Directions for this task: Set out exactly, line by line, the stretch of data below that begins at the line containing "transient orchestrator outage." and ends at the line containing "pub fn set_fail_creates(&self, reason: Option<&str>)", with both ends kept.

BEGIN Records for the task

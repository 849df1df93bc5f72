// SPDX-License-Identifier: MIT

//! In-process fake Job Adapter for engine tests, gated behind the
//! `test-support` feature so dependent crates can exercise scheduler/
//! executor logic without a cluster.

use crate::error::AdapterError;
use crate::job_adapter::JobAdapter;
use crate::lifecycle::LifecycleEvent;
use crate::spec::{InjectionSpec, JobSpec};
use async_trait::async_trait;
use parking_lot::Mutex;
use tokio::sync::broadcast;

const EVENT_CAPACITY: usize = 256;

#[derive(Debug, Clone)]
pub struct CreatedJob {
    pub job_name: String,
    pub spec: std::sync::Arc<JobSpec>,
}

/// Records every call so tests can assert on what was created, and lets the
/// test drive lifecycle callbacks explicitly via `complete_job`/`fail_job`.
pub struct FakeJobAdapter {
    created_jobs: Mutex<Vec<CreatedJob>>,
    created_injections: Mutex<Vec<InjectionSpec>>,
    deleted: Mutex<Vec<String>>,
    sender: broadcast::Sender<LifecycleEvent>,
    /// When set, `create_job`/`create_injection` return this error instead
    /// of succeeding — simulates a transient orchestrator outage.
    fail_creates_with: Mutex<Option<String>>,
}

impl Default for FakeJobAdapter {
    fn default() -> Self {
        let (sender, _) = broadcast::channel(EVENT_CAPACITY);
        Self {
            created_jobs: Mutex::new(Vec::new()),
            created_injections: Mutex::new(Vec::new()),
            deleted: Mutex::new(Vec::new()),
            sender,
            fail_creates_with: Mutex::new(None),
        }
    }
}

impl FakeJobAdapter {
    pub fn new() -> Self {
        Self::default()
    }

    pub fn set_fail_creates(&self, reason: Option<&str>) {
        *self.fail_creates_with.lock() = reason.map(str::to_string);
    }

    pub fn created_jobs(&self) -> Vec<CreatedJob> {
        self.created_jobs.lock().clone()
    }

    pub fn created_injections(&self) -> Vec<InjectionSpec> {
        self.created_injections.lock().clone()
    }

    pub fn deleted_jobs(&self) -> Vec<String> {
        self.deleted.lock().clone()
    }

    pub fn emit(&self, event: LifecycleEvent) {
        let _ = self.sender.send(event);
    }

    pub fn complete_job(&self, spec: &JobSpec) {
        self.emit(LifecycleEvent::JobSucceeded {
            job_name: spec.job_name(),
            labels: spec.labels.clone(),
            annotations: spec.annotations.clone(),
        });
    }

    pub fn fail_job(&self, spec: &JobSpec, reason: &str) {
        self.emit(LifecycleEvent::JobFailed {
            job_name: spec.job_name(),
            labels: spec.labels.clone(),
            annotations: spec.annotations.clone(),
            reason: reason.to_string(),
            logs: Some("fake job logs".to_string()),
        });
    }

    pub fn succeed_injection(&self, spec: &InjectionSpec, start_ms: u64, end_ms: u64) {
        self.emit(LifecycleEvent::InjectionSucceeded {
            name: spec.injection_name(),
            labels: spec.labels.clone(),
            annotations: spec.annotations.clone(),
            start_time_epoch_ms: start_ms,
            end_time_epoch_ms: end_ms,
        });
    }

    pub fn fail_injection(&self, spec: &InjectionSpec, reason: &str) {
        self.emit(LifecycleEvent::InjectionFailed {
            name: spec.injection_name(),
            labels: spec.labels.clone(),
            annotations: spec.annotations.clone(),
            reason: reason.to_string(),
        });
    }
}

#[async_trait]
impl JobAdapter for FakeJobAdapter {
    async fn create_job(&self, spec: JobSpec) -> Result<(), AdapterError> {
        if let Some(reason) = self.fail_creates_with.lock().clone() {
            return Err(AdapterError::CreateTransient(spec.job_name(), reason));
        }
        let job_name = spec.job_name();
        let mut jobs = self.created_jobs.lock();
        if jobs.iter().any(|j| j.job_name == job_name) {
            return Ok(()); // idempotent creation
        }
        jobs.push(CreatedJob { job_name: job_name.clone(), spec: std::sync::Arc::new(spec.clone()) });
        drop(jobs);
        self.emit(LifecycleEvent::JobAdded {
            job_name,
            labels: spec.labels,
            annotations: spec.annotations,
        });
        Ok(())
    }

    async fn create_injection(&self, spec: InjectionSpec) -> Result<(), AdapterError> {
        if let Some(reason) = self.fail_creates_with.lock().clone() {
            return Err(AdapterError::CreateTransient(spec.injection_name(), reason));
        }
        let name = spec.injection_name();
        let mut injections = self.created_injections.lock();
        if injections.iter().any(|i| i.injection_name() == name) {
            return Ok(());
        }
        injections.push(spec.clone());
        drop(injections);
        self.emit(LifecycleEvent::InjectionAdded {
            name,
            labels: spec.labels,
            annotations: spec.annotations,
        });
        Ok(())
    }

    async fn delete_job(&self, job_name: &str) {
        self.deleted.lock().push(job_name.to_string());
    }

    fn subscribe(&self) -> broadcast::Receiver<LifecycleEvent> {
        self.sender.subscribe()
    }
}

#[cfg(test)]
#[path = "fake_tests.rs"]
mod tests;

END Records for the task

Problem solution:
    /// of succeeding — simulates a transient orchestrator outage.
    fail_creates_with: Mutex<Option<String>>,
}

impl Default for FakeJobAdapter {
    fn default() -> Self {
        let (sender, _) = broadcast::channel(EVENT_CAPACITY);
        Self {
            created_jobs: Mutex::new(Vec::new()),
            created_injections: Mutex::new(Vec::new()),
            deleted: Mutex::new(Vec::new()),
            sender,
            fail_creates_with: Mutex::new(None),
        }
    }
}

impl FakeJobAdapter {
    pub fn new() -> Self {
        Self::default()
    }

    pub fn set_fail_creates(&self, reason: Option<&str>) {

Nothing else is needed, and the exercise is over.